Below is the contribution I made to the Queens Speech debate on Tuesday of this week:
I have visited a number of schools in my constituency, and the message has been the same at each one: they may have to make teachers and classroom assistants redundant. I believe that every child should receive every possible opportunity to succeed in life, regardless of their background. I am therefore disappointed that no clear education legislation is outlined in the Queen’s Speech. There are only vague commitments to allow children to attend good schools.
I hope that the Government have finally dropped their vanity project of introducing more grammar schools. That policy would have served only to increase the divisions in society. Instead of trying to create new schools, we should be focusing on our existing schools to ensure that they are sufficiently funded. That is what will give our children the best opportunities in life. However, despite having pledged to ensure that every child gets the education they deserve, the Government proposed in their manifesto to remove free school meals. I am pleased that that policy has been scrapped, but we must not forget that they tried to introduce it in the first place.
It is under proposals from this same Government that schools are having their funding cut for the first time in 20 years, which will mean teachers losing their jobs and our children being taught in supersized classes. In Coventry, over £29 million will be cut from the local authority’s education budget, which will mean, on average, £600 less per pupil. One school in my constituency is facing a reduction of £1,600 per pupil. That is simply not good enough. Our children deserve better.
We have seen time and again that this Government are failing the people of this country, whether children at the start of their lives or people at the other end of their lives—for example, by threatening to scrap the pensions triple lock, or by letting down the women who have seen their state pension age increase but received inadequate transitional arrangements.
I will now move on to local services. We have seen a shift in focus, with responsibility moving from central to local government. It is important that local authorities can shape their service provision, but they are having to do so in the face of constant budget cuts. Since 2010, Coventry Council has lost £106 million a year, which represents a 50% cut in Government grant funding. By 2020, the Government will have cut £655 million from the council’s budget. When people have increasingly complex needs, especially in areas such as adult social care and mental health services, Coventry and Warwickshire local authorities expect a deficit of £33 million by 2020-21 in social care. Although we have, I hope, seen the back of the Government’s proposed dementia tax, more must be done urgently to tackle the crisis in social care, and there was no specific mention of that in the Green Paper.

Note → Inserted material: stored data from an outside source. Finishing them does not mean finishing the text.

//! Bearer-token verification against a key lookup.
//!
//! Verification is stateless per call: parse the credential, resolve exactly one trusted key by
//! id, check the signature, then require an unexpired `exp`. Nothing about the token is trusted
//! until all of those steps pass.

pub mod error;

pub use error::*;

// crates.io
use base64::prelude::*;
use http::{HeaderMap, header::AUTHORIZATION};
use jsonwebtoken::{Algorithm, DecodingKey, Validation, errors::ErrorKind};
use serde::{Deserialize, Serialize, Serializer, de::DeserializeOwned};
// self
use crate::{_prelude::*, manager::KeyManager, metrics};

/// Header carrying the verified claims JSON to downstream handlers.
pub const VERIFIED_JWT_HEADER: &str = "x-verified-jwt";

/// Resolves key ids to candidate verification keys.
pub trait KeyLookup: Send + Sync {
	/// Every key known under `kid`.
	fn get_keys(&self, kid: &str) -> Result<Vec<Jwk>>;
}
impl KeyLookup for KeyManager {
	fn get_keys(&self, kid: &str) -> Result<Vec<Jwk>> {
		KeyManager::get_keys(self, kid)
	}
}
impl KeyLookup for JwkSet {
	fn get_keys(&self, kid: &str) -> Result<Vec<Jwk>> {
		Ok(self
			.keys
			.iter()
			.filter(|key| key.common.key_id.as_deref() == Some(kid))
			.cloned()
			.collect())
	}
}
impl<T> KeyLookup for Arc<T>
where
	T: KeyLookup + ?Sized,
{
	fn get_keys(&self, kid: &str) -> Result<Vec<Jwk>> {
		(**self).get_keys(kid)
	}
}

/// `aud` as either a single string or a list.
#[derive(Clone, Debug, PartialEq, Eq, Serialize, Deserialize)]
#[serde(untagged)]
pub enum Audience {
	/// Single audience.
	Single(String),
	/// Several audiences.
	Multiple(Vec<String>),
}
impl Audience {
	/// Whether `audience` is listed.
	pub fn contains(&self, audience: &str) -> bool {
		match self {
			Audience::Single(value) => value == audience,
			Audience::Multiple(values) => values.iter().any(|value| value == audience),
		}
	}
}

/// RFC 7519 `NumericDate`: seconds since the Unix epoch, integral or fractional.
#[derive(Clone, Copy, Debug, PartialEq, PartialOrd, Deserialize)]
#[serde(transparent)]
pub struct NumericDate(f64);
impl NumericDate {
	/// Wrap a count of seconds since the Unix epoch.
	pub fn from_seconds(seconds: f64) -> Self {
		Self(seconds)
	}

	/// Current time with microsecond precision.
	pub fn now() -> Self {
		Self(Utc::now().timestamp_micros() as f64 / 1_000_000.)
	}

	/// Seconds since the Unix epoch.
	pub fn seconds(self) -> f64 {
		self.0
	}

	/// The same instant as a timestamp, truncated to microseconds.
	pub fn to_datetime(self) -> Option<DateTime<Utc>> {
		if !self.0.is_finite() {
			return None;
		}

		DateTime::from_timestamp_micros((self.0 * 1_000_000.).trunc() as i64)
	}
}
impl Serialize for NumericDate {
	fn serialize<S>(&self, serializer: S) -> std::result::Result<S::Ok, S::Error>
	where
		S: Serializer,
	{
		// Whole seconds keep their integer form.
		if self.0.fract() == 0. && self.0.abs() < i64::MAX as f64 {
			serializer.serialize_i64(self.0 as i64)
		} else {
			serializer.serialize_f64(self.0)
		}
	}
}

/// Registered JWT claims.
#[derive(Clone, Debug, Default, PartialEq, Serialize, Deserialize)]
pub struct StandardClaims {
	#[allow(missing_docs)]
	#[serde(default, skip_serializing_if = "Option::is_none")]
	pub iss: Option<String>,
	#[allow(missing_docs)]
	#[serde(default, skip_serializing_if = "Option::is_none")]
	pub sub: Option<String>,
	#[allow(missing_docs)]
	#[serde(default, skip_serializing_if = "Option::is_none")]
	pub aud: Option<Audience>,
	/// Expiry.
	#[serde(default, skip_serializing_if = "Option::is_none")]
	pub exp: Option<NumericDate>,
	#[allow(missing_docs)]
	#[serde(default, skip_serializing_if = "Option::is_none")]
	pub nbf: Option<NumericDate>,
	#[allow(missing_docs)]
	#[serde(default, skip_serializing_if = "Option::is_none")]
	pub iat: Option<NumericDate>,
	#[allow(missing_docs)]
	#[serde(default, skip_serializing_if = "Option::is_none")]
	pub jti: Option<String>,
}
impl StandardClaims {
	/// Expiry as a timestamp.
	pub fn expires_at(&self) -> Option<DateTime<Utc>> {
		self.exp.and_then(NumericDate::to_datetime)
	}
}

/// Claims of a token that passed verification.
#[derive(Clone, Debug)]
pub struct VerifiedClaims {
	/// Key id that verified the signature.
	pub kid: String,
	/// Signature algorithm.
	pub algorithm: Algorithm,
	/// Registered claims.
	pub claims: StandardClaims,
	/// Verified payload JSON exactly as signed.
	pub raw: Arc<str>,
}
impl VerifiedClaims {
	/// Deserialize the full payload into a caller-defined claims type.
	pub fn deserialize<T>(&self) -> Result<T>
	where
		T: DeserializeOwned,
	{
		Ok(serde_json::from_str(&self.raw)?)
	}
}

/// Verifies bearer tokens against keys resolved through `L`.
#[derive(Clone, Debug)]
pub struct Verifier<L> {
	lookup: L,
	algorithms: Arc<[Algorithm]>,
}
impl<L> Verifier<L>
where
	L: KeyLookup,
{
	/// Verifier accepting `EdDSA` tokens.
	pub fn new(lookup: L) -> Self {
		Self { lookup, algorithms: Arc::from([Algorithm::EdDSA]) }
	}

	/// Replace the accepted signature algorithms.
	pub fn with_algorithms(mut self, algorithms: impl IntoIterator<Item = Algorithm>) -> Self {
		self.algorithms = algorithms.into_iter().collect();

		self
	}

	/// Accepted signature algorithms.
	pub fn algorithms(&self) -> &[Algorithm] {
		&self.algorithms
	}

	/// Verify the `Authorization` header in `headers`.
	pub fn verify_headers(&self, headers: &HeaderMap) -> Result<VerifiedClaims, VerifyError> {
		let outcome = bearer_token(headers).and_then(|token| self.verify_token(token));

		match &outcome {
			Ok(_) => metrics::record_verification("verified"),
			Err(err) => metrics::record_verification(err.label()),
		}

		outcome
	}

	/// Verify a compact-serialized JWT.
	pub fn verify_token(&self, token: &str) -> Result<VerifiedClaims, VerifyError> {
		let header = jsonwebtoken::decode_header(token).map_err(|err| {
			tracing::debug!(error = %err, "unparseable token header");

			VerifyError::MalformedToken
		})?;

		if !self.algorithms.contains(&header.alg) {
			tracing::debug!(alg = ?header.alg, "token algorithm not allowed");

			return Err(VerifyError::MalformedToken);
		}

		let kid = match header.kid {
			Some(kid) if !kid.is_empty() => kid,
			_ => return Err(VerifyError::MalformedToken),
		};
		let keys = self.lookup.get_keys(&kid).map_err(|err| {
			tracing::warn!(kid = %kid, error = %err, "key lookup failed");

			VerifyError::UntrustedKey
		})?;
		let [key] = keys.as_slice() else {
			tracing::debug!(kid = %kid, candidates = keys.len(), "no single trusted key");

			return Err(VerifyError::UntrustedKey);
		};
		let decoding_key = DecodingKey::from_jwk(key).map_err(|err| {
			tracing::warn!(kid = %kid, error = %err, "trusted key is unusable");

			VerifyError::UntrustedKey
		})?;
		let mut validation = Validation::new(header.alg);

		validation.validate_exp = false;
		validation.validate_aud = false;
		validation.required_spec_claims.clear();

		let data = jsonwebtoken::decode::<StandardClaims>(token, &decoding_key, &validation)
			.map_err(|err| match err.kind() {
				ErrorKind::Json(_) | ErrorKind::Utf8(_) => {
					tracing::debug!(kid = %kid, error = %err, "payload is not a claims object");

					VerifyError::MalformedClaims
				},
				_ => {
					tracing::debug!(kid = %kid, error = %err, "signature verification failed");

					VerifyError::InvalidSignature
				},
			})?;
		let raw = payload_json(token).ok_or(VerifyError::MalformedClaims)?;
		let now = NumericDate::now();

		match data.claims.exp {
			Some(exp) if exp > now => {},
			exp => {
				tracing::debug!(kid = %kid, exp = ?exp, now = now.seconds(), "token expired");

				return Err(VerifyError::TokenExpired);
			},
		}

		Ok(VerifiedClaims { kid, algorithm: header.alg, claims: data.claims, raw: raw.into() })
	}
}

fn bearer_token(headers: &HeaderMap) -> Result<&str, VerifyError> {
	let value = headers.get(AUTHORIZATION).ok_or(VerifyError::MissingCredential)?;
	let value = value.to_str().map_err(|_| VerifyError::MalformedCredential)?;
	let (scheme, token) = value.split_once(' ').ok_or(VerifyError::MalformedCredential)?;

	if !scheme.eq_ignore_ascii_case("bearer") {
		return Err(VerifyError::MalformedCredential);
	}

	let token = token.trim();

	if token.is_empty() {
		return Err(VerifyError::MalformedToken);
	}

	Ok(token)
}

fn payload_json(token: &str) -> Option<String> {
	let payload = token.split('.').nth(1)?;
	let bytes = BASE64_URL_SAFE_NO_PAD.decode(payload).ok()?;

	String::from_utf8(bytes).ok()
}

The Chancellor said in his Mansion House speech that,
“people are weary of the long slog”
and that the Conservatives are listening to people after the election. But is he really hearing what the people of this country need? It is simply staggering that the Government are continuing to pursue an agenda of austerity. Other vital local services are still being cut. The Department for Work and Pensions has announced the closure of 108 sites by March 2018, including the Tile Hill jobcentre in Coventry, which means that claimants will now have to travel for up to an hour to get to a jobcentre. That will be incredibly difficult for many of the more vulnerable users of the jobcentre.
At a time when the gap between rich and poor is widening, it is more important than ever to ensure that we are caring for those who need it the most. Therefore, while I welcome the mention in the Queen’s Speech of the very important issue of domestic violence, let us not forget that 17% of specialist women’s refuges have closed since 2010. That means that women will have been unable to get the help and support they so desperately need. Some 20,000 police officers have been cut, and much has been made in the national press of the consequences. While the Government say one thing, their policies seem to do the exact opposite.